▶ **WORK TO BE COMPLETED**: Each record should be output exactly, with every character kept.

.....

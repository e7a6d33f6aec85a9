use chrono::{DateTime, Utc};
use sea_orm::entity::prelude::*;

#[derive(Clone, Debug, PartialEq, DeriveEntityModel, Eq)]
#[sea_orm(table_name = "users")]
pub struct Model {
    #[sea_orm(primary_key)]
    pub id: i64,
    pub email: String,
    pub password_hash: String,
    pub created_at: Option<DateTime<Utc>>,
    pub updated_at: Option<DateTime<Utc>>,
}

#[derive(Copy, Clone, Debug, EnumIter, DeriveRelation)]
pub enum Relation {}

impl ActiveModelBehavior for ActiveModel {}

.....

▶ **ANSWER SECTION**:
repository e7a6d33f6aec85a9
use chrono::{DateTime, Utc};
use sea_orm::entity::prelude::*;

#[derive(Clone, Debug, PartialEq, DeriveEntityModel, Eq)]
#[sea_orm(table_name = "users")]
pub struct Model {
    #[sea_orm(primary_key)]
    pub id: i64,
    pub email: String,
    pub password_hash: String,
    pub created_at: Option<DateTime<Utc>>,
    pub updated_at: Option<DateTime<Utc>>,
}

#[derive(Copy, Clone, Debug, EnumIter, DeriveRelation)]
pub enum Relation {}

impl ActiveModelBehavior for ActiveModel {}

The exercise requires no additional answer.